Prognostic efficacy of cardiac biomarkers for mortality in dialysis patients
The high prevalence of cardiovascular mortality in the end-stage renal disease population is well established. The aim of this current study was to document the relative prognostic significance of established cardiac biomarkers troponin T (TnT), troponin I (TnI), B-type natriuretic peptide (BNP) and N-terminal pro-BNP (NT-pro-BNP) in this population. Methods:
A prospective cohort study of dialysis patients undertaken in a single tertiary centre in Australia. Relevant clinical and biochemical information was collected at entry and all patients followed up prospectively without any loss to follow up.
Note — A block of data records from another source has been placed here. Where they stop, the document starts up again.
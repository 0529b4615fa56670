// src/views.rs
//! Read-only projections of the catalog through the persisted id lists

use crate::catalog::Catalog;
use crate::id_set::{IdSetStore, RECENTLY_VIEWED, SAVED_JOBS};
use crate::types::{Job, JobCard, JobId, JobSummary};

pub const PREVIEW_LIMIT: usize = 3;

/// Catalog jobs listed in `ids`, in catalog order, at most `limit`.
/// Stale ids are dropped.
pub fn preview<'a>(catalog: &'a Catalog, ids: &[JobId], limit: usize) -> Vec<&'a Job> {
    catalog.select(ids).into_iter().take(limit).collect()
}

// TODO: order by view time once views are recorded with a timestamp
pub async fn recently_viewed_preview(catalog: &Catalog, ids: &IdSetStore) -> Vec<JobSummary> {
    let recent = ids.load(RECENTLY_VIEWED).await;
    preview(catalog, &recent, PREVIEW_LIMIT)
        .into_iter()
        .map(JobSummary::from)
        .collect()
}

pub async fn saved_jobs_preview(catalog: &Catalog, ids: &IdSetStore) -> Vec<JobSummary> {
    let saved = ids.load(SAVED_JOBS).await;
    preview(catalog, &saved, PREVIEW_LIMIT)
        .into_iter()
        .map(JobSummary::from)
        .collect()
}

/// Annotate jobs with their saved/recent status, loading each list once
pub async fn annotate(jobs: &[&Job], ids: &IdSetStore) -> Vec<JobCard> {
    let saved = ids.load(SAVED_JOBS).await;
    let recent = ids.load(RECENTLY_VIEWED).await;
    jobs.iter()
        .map(|job| JobCard::new(job, saved.contains(&job.id), recent.contains(&job.id)))
        .collect()
}

#[cfg(test)]
mod tests {
    use super::*;
    use crate::core::MemoryStore;
    use crate::test_support::job;
    use std::sync::Arc;

    fn catalog() -> Catalog {
        Catalog::new(
            (1..=6)
                .map(|id| job(id, &format!("Job {}", id), "Acme", &[]))
                .collect(),
        )
        .unwrap()
    }

    #[tokio::test]
    async fn test_recent_preview_skips_stale_ids() {
        let catalog = catalog();
        let ids = IdSetStore::new(Arc::new(MemoryStore::new()));
        ids.add(RECENTLY_VIEWED, 5).await.unwrap();
        ids.add(RECENTLY_VIEWED, 99).await.unwrap();

        let preview = recently_viewed_preview(&catalog, &ids).await;
        let got: Vec<JobId> = preview.iter().map(|j| j.id).collect();
        assert_eq!(got, vec![5]);
    }

    #[tokio::test]
    async fn test_saved_preview_truncates_in_catalog_order() {
        let catalog = catalog();
        let ids = IdSetStore::new(Arc::new(MemoryStore::new()));
        for id in [6, 2, 4, 1] {
            ids.add(SAVED_JOBS, id).await.unwrap();
        }

        let got: Vec<JobId> = saved_jobs_preview(&catalog, &ids)
            .await
            .iter()
            .map(|j| j.id)
            .collect();
        assert_eq!(got, vec![1, 2, 4]);
    }

    #[tokio::test]
    async fn test_empty_lists_give_empty_previews() {
        let catalog = catalog();
        let ids = IdSetStore::new(Arc::new(MemoryStore::new()));
        assert!(recently_viewed_preview(&catalog, &ids).await.is_empty());
        assert!(saved_jobs_preview(&catalog, &ids).await.is_empty());
    }

    #[tokio::test]
    async fn test_annotate_marks_saved_and_recent() {
        let catalog = catalog();
        let ids = IdSetStore::new(Arc::new(MemoryStore::new()));
        ids.add(SAVED_JOBS, 2).await.unwrap();
        ids.add(RECENTLY_VIEWED, 3).await.unwrap();

        let jobs: Vec<&Job> = catalog.jobs().iter().take(3).collect();
        let cards = annotate(&jobs, &ids).await;

        let flags: Vec<(bool, bool)> = cards
            .iter()
            .map(|c| (c.is_saved, c.recently_viewed))
            .collect();
        assert_eq!(flags, vec![(false, false), (true, false), (false, true)]);
        assert_eq!(cards[1].detail_path, "/job/2");
    }
}
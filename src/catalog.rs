// src/catalog.rs
//! Fixed, in-memory job catalog loaded once at startup

use anyhow::{Context, Result};
use std::collections::HashSet;
use std::path::Path;

use crate::app_log;
use crate::types::{Job, JobId};

const BUILTIN_CATALOG: &str = include_str!("../data/jobs.json");

#[derive(Debug, Clone, Default)]
pub struct Catalog {
    jobs: Vec<Job>,
}

impl Catalog {
    /// Build a catalog, rejecting duplicate ids
    pub fn new(jobs: Vec<Job>) -> Result<Self> {
        let mut seen = HashSet::new();
        for job in &jobs {
            if !seen.insert(job.id) {
                anyhow::bail!("Duplicate job id in catalog: {}", job.id);
            }
        }
        Ok(Self { jobs })
    }

    /// Catalog shipped with the binary
    pub fn builtin() -> Result<Self> {
        Self::from_json(BUILTIN_CATALOG).context("Failed to parse built-in job catalog")
    }

    /// Parse a camelCase JSON array of jobs
    pub fn from_json(raw: &str) -> Result<Self> {
        let jobs: Vec<Job> = serde_json::from_str(raw).context("Invalid job catalog JSON")?;
        Self::new(jobs)
    }

    /// Read and parse a catalog file
    pub fn load_file(path: &Path) -> Result<Self> {
        let raw = std::fs::read_to_string(path)
            .with_context(|| format!("Failed to read catalog: {}", path.display()))?;
        let catalog = Self::from_json(&raw)
            .with_context(|| format!("Failed to load catalog: {}", path.display()))?;
        app_log!(
            info,
            "Loaded {} jobs from {}",
            catalog.len(),
            path.display()
        );
        Ok(catalog)
    }

    /// Load from `path` when given, otherwise the built-in dataset
    pub fn load(path: Option<&Path>) -> Result<Self> {
        match path {
            Some(p) => Self::load_file(p),
            None => Self::builtin(),
        }
    }

    pub fn jobs(&self) -> &[Job] {
        &self.jobs
    }

    /// Find a job by id
    pub fn get(&self, id: JobId) -> Option<&Job> {
        self.jobs.iter().find(|job| job.id == id)
    }

    pub fn len(&self) -> usize {
        self.jobs.len()
    }

    pub fn is_empty(&self) -> bool {
        self.jobs.is_empty()
    }

    /// Jobs whose id is in `ids`, in catalog order. Unknown ids are skipped.
    pub fn select(&self, ids: &[JobId]) -> Vec<&Job> {
        self.jobs.iter().filter(|job| ids.contains(&job.id)).collect()
    }
}

#[cfg(test)]
mod tests {
    use super::*;
    use crate::test_support::job;

    #[test]
    fn test_builtin_catalog_parses() {
        let catalog = Catalog::builtin().unwrap();
        assert!(!catalog.is_empty());
        assert!(catalog.get(1).is_some());
    }

    #[test]
    fn test_duplicate_ids_rejected() {
        let err = Catalog::new(vec![job(1, "A", "X", &[]), job(1, "B", "Y", &[])]).unwrap_err();
        assert!(err.to_string().contains("Duplicate job id"));
    }

    #[test]
    fn test_select_follows_catalog_order_and_skips_stale_ids() {
        let catalog = Catalog::new(vec![
            job(1, "A", "X", &[]),
            job(2, "B", "X", &[]),
            job(3, "C", "X", &[]),
        ])
        .unwrap();

        let ids: Vec<JobId> = catalog.select(&[3, 99, 1]).iter().map(|j| j.id).collect();
        assert_eq!(ids, vec![1, 3]);
    }

    #[test]
    fn test_load_file() {
        let dir = tempfile::tempdir().unwrap();
        let path = dir.path().join("jobs.json");
        std::fs::write(&path, BUILTIN_CATALOG).unwrap();

        let catalog = Catalog::load(Some(&path)).unwrap();
        assert_eq!(catalog.len(), Catalog::builtin().unwrap().len());
    }

    #[test]
    fn test_load_missing_file_fails() {
        let dir = tempfile::tempdir().unwrap();
        assert!(Catalog::load_file(&dir.path().join("missing.json")).is_err());
    }
}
End-point of interest was all-cause mortality. Statistical analysis using Cox proportional hazards was used to study relationship between competing covariates and outcome. A total of 143 patients with a mean age of 59.67 ± 15.49 years was followed up for a median duration of 30 months. Of these patients, 89.3% were white Australians of European ancestry. Twenty-seven per cent had an established diagnosis of diabetes mellitus. The mean concentrations (±SD) of TnT, TnI, BNP and N-terminal peptide pro-BNP (NT-pro-BNP) were 0.08 ± 0.04 µg/L, 0.09 ± 0.2 µg/L, 270 ± 117 ng/L and 1434 ± 591 ng/L respectively. Results:
Twenty-eight subjects died during the period of follow up. By univariate analysis, all cardiac markers (TnT, TnI, BNP, NT-pro-BNP and C-reactive protein) were significantly associated with an increase in mortality. On Cox proportionate hazards analysis, only albumin and NT-pro-BNP showed a significant association with mortality, with hazard ratios of 0.834, 95% confidence interval (CI) 0.779–0.893, P < 0.001, and 1.585, 95%CI 1.160–20165, P = 0.004 respectively. Conclusion:
In patients with end-stage renal failure on dialysis NT-pro-BNP provides greater prognostic information compared with TnT and TnI.